• Prompt: Up through the line that contains "use crate::services::directory;", retype the entries exactly, beginning at the very first line.

• Data records:

________

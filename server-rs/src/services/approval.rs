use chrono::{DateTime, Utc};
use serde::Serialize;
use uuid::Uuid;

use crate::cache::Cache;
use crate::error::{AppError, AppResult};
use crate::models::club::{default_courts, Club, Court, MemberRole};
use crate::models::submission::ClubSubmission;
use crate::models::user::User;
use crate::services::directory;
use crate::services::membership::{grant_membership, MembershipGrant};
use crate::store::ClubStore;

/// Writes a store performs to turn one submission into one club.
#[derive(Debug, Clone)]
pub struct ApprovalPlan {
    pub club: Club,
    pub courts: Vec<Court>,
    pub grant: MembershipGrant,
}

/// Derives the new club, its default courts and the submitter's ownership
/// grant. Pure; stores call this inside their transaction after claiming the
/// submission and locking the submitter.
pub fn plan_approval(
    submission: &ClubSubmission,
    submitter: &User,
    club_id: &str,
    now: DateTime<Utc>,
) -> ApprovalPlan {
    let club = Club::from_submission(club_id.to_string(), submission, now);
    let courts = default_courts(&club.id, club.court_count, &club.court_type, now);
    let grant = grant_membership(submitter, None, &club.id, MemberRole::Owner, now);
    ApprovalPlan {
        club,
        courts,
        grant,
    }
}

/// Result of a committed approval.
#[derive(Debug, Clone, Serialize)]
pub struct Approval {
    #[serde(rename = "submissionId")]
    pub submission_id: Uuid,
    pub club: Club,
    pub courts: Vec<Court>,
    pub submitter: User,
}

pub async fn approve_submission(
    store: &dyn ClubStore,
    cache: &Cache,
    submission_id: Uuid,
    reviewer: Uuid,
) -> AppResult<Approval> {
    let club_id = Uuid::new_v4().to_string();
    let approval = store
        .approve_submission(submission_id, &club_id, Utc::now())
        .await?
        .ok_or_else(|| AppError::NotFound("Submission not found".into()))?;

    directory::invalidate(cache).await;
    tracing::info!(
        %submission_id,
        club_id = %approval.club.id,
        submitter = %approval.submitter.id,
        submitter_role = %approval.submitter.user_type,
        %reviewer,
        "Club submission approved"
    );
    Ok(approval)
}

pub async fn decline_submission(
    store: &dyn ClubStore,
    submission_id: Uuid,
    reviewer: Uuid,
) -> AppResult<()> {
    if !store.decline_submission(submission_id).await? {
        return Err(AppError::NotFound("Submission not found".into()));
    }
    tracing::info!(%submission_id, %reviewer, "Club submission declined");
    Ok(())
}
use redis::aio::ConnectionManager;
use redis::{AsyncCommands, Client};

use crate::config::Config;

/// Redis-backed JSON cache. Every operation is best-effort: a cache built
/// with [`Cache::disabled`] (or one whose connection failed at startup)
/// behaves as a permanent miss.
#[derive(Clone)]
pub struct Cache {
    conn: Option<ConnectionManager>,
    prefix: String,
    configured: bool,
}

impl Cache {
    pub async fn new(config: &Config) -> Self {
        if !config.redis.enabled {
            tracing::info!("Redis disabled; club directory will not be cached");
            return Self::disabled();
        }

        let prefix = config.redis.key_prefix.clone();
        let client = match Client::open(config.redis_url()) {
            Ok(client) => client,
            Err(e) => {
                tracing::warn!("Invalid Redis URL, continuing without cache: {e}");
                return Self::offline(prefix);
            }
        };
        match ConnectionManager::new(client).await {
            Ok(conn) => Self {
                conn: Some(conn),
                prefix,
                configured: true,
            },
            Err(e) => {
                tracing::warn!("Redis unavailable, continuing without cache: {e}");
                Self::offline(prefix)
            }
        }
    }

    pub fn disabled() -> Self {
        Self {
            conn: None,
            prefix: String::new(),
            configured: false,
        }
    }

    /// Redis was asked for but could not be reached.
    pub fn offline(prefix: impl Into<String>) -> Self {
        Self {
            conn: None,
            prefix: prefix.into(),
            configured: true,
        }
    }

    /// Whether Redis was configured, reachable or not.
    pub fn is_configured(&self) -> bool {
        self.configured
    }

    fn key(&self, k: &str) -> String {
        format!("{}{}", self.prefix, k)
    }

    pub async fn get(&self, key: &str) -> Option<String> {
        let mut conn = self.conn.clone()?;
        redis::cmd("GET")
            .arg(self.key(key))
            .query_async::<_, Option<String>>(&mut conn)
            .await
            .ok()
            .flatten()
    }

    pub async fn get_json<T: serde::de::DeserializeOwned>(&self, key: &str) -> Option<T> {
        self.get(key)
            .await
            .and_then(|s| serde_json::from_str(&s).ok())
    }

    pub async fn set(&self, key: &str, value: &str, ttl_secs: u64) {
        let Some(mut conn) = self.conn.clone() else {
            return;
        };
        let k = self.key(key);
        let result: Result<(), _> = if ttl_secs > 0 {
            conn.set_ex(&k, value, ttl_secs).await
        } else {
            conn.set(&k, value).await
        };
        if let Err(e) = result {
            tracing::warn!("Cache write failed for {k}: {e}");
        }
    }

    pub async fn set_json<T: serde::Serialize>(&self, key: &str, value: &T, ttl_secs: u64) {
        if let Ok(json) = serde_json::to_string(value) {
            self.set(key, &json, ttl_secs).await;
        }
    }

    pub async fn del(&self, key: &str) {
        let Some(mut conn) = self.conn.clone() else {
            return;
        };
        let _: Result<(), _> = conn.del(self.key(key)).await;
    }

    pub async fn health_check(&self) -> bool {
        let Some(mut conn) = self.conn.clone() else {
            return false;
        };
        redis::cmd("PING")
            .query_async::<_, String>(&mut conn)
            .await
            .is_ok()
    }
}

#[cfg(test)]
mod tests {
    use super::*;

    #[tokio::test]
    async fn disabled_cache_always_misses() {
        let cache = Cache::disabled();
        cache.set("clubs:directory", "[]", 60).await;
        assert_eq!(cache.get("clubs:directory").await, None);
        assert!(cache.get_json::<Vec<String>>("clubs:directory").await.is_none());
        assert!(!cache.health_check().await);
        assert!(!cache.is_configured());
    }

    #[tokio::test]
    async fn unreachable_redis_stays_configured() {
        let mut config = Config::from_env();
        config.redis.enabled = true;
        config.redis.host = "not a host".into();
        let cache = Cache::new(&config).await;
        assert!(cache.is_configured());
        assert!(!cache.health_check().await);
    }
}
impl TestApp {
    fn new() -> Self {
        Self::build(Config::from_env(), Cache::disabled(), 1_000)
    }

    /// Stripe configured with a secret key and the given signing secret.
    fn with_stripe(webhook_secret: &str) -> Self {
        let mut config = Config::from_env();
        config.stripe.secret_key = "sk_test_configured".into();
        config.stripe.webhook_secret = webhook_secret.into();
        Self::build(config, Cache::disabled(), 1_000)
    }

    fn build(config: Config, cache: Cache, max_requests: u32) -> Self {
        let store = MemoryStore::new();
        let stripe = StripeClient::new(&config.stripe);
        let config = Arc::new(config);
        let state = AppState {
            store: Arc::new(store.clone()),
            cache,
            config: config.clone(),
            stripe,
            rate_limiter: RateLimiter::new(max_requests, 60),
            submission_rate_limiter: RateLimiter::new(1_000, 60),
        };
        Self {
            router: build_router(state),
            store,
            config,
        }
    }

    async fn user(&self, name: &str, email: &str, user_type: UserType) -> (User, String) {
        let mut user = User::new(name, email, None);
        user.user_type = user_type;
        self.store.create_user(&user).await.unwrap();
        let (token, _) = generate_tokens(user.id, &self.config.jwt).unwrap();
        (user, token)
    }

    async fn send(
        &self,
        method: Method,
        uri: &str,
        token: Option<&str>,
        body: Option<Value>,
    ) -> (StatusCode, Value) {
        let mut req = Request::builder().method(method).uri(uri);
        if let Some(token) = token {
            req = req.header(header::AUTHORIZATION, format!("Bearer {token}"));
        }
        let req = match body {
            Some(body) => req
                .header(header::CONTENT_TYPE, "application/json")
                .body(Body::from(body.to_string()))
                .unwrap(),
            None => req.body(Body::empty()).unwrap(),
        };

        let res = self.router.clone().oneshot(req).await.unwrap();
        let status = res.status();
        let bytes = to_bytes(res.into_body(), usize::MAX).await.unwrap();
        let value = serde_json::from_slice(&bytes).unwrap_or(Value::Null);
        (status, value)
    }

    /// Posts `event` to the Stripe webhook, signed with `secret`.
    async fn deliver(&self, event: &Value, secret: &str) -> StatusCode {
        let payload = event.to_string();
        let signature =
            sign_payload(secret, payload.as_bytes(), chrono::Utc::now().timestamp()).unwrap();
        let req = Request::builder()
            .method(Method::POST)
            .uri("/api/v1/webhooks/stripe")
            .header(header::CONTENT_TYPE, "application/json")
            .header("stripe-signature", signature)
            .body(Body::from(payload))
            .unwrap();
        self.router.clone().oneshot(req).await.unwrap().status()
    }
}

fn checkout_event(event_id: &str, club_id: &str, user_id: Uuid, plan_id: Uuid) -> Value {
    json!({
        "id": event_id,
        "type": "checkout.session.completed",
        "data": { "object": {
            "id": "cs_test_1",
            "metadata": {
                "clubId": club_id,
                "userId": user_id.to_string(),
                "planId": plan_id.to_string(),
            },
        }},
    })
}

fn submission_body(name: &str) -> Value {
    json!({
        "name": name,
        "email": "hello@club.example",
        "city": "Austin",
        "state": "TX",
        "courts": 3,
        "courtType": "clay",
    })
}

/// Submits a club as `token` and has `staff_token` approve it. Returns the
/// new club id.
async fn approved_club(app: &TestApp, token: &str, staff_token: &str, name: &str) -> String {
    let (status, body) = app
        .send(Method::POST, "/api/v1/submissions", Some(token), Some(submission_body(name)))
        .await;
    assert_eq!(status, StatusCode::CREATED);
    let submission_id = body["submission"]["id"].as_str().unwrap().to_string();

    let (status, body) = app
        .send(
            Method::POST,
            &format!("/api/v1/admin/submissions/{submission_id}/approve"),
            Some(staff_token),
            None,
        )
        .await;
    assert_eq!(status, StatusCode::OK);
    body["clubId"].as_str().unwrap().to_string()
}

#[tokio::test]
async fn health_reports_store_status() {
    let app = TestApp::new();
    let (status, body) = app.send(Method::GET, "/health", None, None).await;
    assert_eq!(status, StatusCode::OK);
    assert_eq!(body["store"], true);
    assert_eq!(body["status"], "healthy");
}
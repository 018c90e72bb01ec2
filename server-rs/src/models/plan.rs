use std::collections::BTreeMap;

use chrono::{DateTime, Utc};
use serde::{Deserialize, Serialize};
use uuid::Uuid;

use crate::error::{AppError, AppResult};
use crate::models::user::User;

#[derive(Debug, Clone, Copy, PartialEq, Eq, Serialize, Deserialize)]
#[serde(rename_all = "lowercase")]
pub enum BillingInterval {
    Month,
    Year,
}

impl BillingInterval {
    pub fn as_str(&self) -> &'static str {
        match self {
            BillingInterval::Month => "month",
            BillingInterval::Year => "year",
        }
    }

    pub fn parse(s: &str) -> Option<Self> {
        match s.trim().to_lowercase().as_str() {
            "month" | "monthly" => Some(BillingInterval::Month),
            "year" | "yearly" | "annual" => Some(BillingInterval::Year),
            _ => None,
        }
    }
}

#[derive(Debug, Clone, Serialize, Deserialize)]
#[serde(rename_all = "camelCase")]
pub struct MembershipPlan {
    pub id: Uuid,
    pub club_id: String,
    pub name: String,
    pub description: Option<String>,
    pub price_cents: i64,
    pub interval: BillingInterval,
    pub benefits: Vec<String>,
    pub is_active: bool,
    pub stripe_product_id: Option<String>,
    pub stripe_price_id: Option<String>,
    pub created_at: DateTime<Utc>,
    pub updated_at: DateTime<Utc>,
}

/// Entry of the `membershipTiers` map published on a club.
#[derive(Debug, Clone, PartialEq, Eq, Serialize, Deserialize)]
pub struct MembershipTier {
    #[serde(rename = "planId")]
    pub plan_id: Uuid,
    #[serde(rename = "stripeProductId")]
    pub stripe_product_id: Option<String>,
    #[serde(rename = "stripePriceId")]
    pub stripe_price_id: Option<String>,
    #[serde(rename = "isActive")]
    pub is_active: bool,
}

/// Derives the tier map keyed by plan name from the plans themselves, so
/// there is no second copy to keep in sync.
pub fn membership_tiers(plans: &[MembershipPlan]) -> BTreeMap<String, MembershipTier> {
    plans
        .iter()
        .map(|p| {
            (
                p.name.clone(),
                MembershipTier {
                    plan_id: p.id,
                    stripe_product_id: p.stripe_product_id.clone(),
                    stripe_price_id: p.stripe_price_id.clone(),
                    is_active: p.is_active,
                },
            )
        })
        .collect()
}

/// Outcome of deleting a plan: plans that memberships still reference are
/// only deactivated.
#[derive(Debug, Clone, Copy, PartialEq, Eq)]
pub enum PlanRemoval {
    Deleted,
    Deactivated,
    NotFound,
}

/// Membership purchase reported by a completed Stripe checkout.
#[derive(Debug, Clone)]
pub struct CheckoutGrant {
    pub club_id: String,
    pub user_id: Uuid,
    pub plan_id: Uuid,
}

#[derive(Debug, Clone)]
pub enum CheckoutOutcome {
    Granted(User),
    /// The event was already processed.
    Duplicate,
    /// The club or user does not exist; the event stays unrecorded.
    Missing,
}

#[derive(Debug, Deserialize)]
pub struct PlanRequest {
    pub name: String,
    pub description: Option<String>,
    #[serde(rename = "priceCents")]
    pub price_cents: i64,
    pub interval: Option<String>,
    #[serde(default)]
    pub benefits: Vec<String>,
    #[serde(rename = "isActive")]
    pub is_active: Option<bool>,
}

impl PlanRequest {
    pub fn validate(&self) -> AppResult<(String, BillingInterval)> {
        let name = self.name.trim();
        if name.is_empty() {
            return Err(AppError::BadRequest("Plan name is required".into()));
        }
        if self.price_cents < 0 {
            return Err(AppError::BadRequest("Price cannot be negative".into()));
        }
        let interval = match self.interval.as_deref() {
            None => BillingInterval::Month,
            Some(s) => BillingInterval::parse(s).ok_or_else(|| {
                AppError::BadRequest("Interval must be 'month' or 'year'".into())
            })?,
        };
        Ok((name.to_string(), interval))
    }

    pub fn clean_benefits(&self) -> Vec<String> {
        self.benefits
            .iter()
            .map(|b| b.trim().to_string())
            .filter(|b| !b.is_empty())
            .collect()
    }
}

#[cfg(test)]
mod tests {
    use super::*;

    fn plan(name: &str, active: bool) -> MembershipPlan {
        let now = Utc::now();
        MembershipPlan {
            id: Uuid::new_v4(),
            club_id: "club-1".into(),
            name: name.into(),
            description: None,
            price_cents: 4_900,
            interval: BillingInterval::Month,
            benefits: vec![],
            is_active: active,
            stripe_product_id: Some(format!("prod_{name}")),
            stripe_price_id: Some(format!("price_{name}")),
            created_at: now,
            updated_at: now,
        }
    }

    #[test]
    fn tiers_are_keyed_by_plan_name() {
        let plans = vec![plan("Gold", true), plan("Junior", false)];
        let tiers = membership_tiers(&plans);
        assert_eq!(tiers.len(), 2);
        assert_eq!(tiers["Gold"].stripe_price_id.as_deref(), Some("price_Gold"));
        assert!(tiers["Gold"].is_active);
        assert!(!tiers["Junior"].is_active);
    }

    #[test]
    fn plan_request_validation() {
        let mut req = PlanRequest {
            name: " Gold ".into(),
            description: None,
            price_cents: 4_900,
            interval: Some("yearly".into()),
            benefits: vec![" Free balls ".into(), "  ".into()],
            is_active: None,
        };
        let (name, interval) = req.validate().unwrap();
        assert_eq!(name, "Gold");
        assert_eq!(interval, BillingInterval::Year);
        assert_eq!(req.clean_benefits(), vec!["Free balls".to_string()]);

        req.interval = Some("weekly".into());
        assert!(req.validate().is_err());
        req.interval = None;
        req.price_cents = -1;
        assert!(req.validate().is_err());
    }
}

________

• Task solution:
filename server-rs/src/services/approval.rs
use chrono::{DateTime, Utc};
use serde::Serialize;
use uuid::Uuid;

use crate::cache::Cache;
use crate::error::{AppError, AppResult};
use crate::models::club::{default_courts, Club, Court, MemberRole};
use crate::models::submission::ClubSubmission;
use crate::models::user::User;
use crate::services::directory;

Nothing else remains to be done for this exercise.